• EXERCISE:
Gather all lines with "local" from the records.
Start of Block
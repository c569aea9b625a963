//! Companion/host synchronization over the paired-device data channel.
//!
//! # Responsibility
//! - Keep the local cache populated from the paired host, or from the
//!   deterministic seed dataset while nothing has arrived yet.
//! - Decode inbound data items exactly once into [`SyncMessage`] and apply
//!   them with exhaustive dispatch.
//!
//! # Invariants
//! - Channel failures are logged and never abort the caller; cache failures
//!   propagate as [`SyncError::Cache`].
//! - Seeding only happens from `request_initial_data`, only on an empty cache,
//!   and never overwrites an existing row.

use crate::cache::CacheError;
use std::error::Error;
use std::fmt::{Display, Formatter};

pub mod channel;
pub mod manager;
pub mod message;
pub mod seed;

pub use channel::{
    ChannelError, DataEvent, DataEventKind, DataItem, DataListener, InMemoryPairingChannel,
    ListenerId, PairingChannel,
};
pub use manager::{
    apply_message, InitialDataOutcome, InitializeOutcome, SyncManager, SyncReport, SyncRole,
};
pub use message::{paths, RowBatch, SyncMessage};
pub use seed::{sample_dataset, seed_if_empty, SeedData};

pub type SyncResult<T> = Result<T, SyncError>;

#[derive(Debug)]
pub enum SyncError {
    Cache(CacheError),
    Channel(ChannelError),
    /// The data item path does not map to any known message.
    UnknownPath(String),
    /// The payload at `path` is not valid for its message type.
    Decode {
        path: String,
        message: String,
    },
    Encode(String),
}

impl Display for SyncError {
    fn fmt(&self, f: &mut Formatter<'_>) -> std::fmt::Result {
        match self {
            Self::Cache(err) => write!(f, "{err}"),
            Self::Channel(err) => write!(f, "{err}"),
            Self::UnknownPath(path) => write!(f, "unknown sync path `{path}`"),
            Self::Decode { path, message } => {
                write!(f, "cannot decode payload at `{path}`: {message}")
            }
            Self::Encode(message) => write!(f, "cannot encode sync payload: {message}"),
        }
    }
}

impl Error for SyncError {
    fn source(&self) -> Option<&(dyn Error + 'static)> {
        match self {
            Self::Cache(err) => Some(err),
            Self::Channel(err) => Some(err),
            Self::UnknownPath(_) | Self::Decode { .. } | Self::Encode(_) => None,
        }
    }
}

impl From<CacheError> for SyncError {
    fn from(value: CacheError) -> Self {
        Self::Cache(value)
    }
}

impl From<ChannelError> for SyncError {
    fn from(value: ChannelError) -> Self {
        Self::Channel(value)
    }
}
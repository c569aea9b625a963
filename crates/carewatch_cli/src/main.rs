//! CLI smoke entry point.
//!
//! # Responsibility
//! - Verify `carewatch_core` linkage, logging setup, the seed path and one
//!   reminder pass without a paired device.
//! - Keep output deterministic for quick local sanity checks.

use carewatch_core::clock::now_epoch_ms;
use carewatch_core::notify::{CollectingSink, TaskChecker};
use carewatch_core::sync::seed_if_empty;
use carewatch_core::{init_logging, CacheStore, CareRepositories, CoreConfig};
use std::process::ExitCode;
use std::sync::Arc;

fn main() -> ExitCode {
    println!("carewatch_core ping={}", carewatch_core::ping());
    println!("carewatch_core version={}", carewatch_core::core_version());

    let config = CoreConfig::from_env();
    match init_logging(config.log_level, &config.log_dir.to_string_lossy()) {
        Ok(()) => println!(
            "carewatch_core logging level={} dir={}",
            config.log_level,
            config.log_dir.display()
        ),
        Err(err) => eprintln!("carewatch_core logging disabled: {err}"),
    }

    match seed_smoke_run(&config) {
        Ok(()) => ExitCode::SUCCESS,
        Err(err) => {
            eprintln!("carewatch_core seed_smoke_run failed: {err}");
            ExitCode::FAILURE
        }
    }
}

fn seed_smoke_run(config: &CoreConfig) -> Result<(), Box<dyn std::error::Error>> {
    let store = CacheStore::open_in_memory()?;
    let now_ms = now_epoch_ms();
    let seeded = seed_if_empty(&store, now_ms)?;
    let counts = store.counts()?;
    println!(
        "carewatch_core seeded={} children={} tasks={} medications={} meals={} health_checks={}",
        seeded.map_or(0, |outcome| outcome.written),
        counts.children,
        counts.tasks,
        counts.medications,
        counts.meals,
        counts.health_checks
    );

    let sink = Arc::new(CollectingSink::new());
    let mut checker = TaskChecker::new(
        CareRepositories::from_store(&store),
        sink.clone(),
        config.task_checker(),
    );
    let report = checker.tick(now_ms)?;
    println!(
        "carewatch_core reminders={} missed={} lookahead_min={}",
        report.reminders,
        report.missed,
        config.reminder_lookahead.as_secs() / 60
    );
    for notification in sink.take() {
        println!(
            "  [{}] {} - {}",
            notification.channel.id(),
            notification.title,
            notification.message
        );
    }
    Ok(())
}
End of Block
Start of Block
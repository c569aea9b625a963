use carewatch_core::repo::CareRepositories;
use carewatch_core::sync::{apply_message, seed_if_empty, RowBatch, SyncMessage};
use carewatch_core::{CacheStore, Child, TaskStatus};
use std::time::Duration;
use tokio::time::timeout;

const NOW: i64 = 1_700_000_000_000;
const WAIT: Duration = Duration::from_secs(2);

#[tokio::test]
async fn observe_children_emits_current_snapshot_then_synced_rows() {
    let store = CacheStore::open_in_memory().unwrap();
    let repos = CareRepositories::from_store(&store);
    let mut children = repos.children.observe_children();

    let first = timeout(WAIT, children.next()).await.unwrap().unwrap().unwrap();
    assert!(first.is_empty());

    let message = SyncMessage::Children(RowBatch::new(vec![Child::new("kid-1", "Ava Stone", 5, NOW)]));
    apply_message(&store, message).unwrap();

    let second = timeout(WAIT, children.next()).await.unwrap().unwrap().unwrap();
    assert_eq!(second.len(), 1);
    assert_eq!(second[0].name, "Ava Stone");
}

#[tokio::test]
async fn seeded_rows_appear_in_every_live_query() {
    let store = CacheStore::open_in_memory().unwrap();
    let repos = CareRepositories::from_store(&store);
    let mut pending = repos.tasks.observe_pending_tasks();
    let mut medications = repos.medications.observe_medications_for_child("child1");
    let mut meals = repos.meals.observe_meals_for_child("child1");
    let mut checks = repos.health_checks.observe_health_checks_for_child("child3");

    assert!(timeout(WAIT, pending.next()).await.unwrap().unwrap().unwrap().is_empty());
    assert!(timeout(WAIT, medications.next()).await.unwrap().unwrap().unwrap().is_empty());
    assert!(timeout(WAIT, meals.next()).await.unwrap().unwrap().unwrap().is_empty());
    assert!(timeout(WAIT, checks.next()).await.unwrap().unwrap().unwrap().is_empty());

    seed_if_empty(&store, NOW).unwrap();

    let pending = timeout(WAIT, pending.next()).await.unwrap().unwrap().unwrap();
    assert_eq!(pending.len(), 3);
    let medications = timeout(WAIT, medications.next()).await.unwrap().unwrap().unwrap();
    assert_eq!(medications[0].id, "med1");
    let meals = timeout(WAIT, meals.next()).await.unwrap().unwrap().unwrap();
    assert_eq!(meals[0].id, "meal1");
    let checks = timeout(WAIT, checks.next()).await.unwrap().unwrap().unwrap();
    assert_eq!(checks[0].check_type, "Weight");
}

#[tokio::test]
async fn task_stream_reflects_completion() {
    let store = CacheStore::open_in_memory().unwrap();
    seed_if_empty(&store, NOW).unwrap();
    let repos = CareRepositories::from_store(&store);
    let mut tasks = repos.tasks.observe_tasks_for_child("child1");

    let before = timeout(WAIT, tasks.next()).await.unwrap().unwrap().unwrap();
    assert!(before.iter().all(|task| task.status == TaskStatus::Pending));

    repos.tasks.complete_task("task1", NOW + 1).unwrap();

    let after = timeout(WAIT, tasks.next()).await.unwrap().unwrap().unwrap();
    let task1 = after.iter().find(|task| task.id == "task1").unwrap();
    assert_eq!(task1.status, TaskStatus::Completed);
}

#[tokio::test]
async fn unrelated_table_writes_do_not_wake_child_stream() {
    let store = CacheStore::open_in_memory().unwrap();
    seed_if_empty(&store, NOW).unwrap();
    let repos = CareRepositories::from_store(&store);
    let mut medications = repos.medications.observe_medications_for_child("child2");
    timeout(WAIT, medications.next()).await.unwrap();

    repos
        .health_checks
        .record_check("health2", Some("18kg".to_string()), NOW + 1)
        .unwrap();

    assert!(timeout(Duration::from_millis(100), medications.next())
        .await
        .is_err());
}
End of Block
Start of Block
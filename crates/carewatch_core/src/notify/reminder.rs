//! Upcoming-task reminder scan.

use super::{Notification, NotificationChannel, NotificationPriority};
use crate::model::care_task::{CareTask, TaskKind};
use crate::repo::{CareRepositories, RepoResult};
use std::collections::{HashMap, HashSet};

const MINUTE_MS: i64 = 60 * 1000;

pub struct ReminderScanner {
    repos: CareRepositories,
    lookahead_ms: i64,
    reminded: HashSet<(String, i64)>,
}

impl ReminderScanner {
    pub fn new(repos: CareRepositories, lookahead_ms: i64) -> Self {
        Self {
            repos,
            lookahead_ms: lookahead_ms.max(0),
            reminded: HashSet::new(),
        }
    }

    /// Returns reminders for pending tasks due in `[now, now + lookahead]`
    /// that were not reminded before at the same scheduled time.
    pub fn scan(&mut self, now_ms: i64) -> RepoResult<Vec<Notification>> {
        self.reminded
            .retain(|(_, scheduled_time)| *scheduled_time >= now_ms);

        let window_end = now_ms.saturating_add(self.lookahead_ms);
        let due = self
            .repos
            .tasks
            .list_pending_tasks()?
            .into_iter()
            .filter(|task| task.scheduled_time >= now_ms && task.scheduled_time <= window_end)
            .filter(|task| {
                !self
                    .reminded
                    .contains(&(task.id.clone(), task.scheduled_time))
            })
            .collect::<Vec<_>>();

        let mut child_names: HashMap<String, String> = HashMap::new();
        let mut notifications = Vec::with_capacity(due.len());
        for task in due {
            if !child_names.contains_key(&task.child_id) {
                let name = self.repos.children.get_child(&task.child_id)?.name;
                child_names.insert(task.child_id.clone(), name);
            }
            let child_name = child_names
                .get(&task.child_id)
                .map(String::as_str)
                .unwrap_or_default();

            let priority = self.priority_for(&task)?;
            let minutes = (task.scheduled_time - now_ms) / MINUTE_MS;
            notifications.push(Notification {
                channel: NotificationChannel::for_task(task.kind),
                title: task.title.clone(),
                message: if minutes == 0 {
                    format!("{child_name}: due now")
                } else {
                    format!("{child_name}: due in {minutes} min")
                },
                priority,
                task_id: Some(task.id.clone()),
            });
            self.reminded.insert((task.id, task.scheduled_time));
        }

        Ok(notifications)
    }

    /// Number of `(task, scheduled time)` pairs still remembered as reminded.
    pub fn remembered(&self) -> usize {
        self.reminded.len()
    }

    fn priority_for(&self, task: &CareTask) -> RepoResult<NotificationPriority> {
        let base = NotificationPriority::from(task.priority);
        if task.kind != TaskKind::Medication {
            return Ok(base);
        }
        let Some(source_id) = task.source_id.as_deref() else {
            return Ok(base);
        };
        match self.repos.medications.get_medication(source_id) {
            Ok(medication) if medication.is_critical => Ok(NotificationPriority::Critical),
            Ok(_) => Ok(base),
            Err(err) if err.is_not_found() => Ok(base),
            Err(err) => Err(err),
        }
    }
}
End of Block
• ANSWER SPACE:
//! - Keep the local cache populated from the paired host, or from the
//! - Keep output deterministic for quick local sanity checks.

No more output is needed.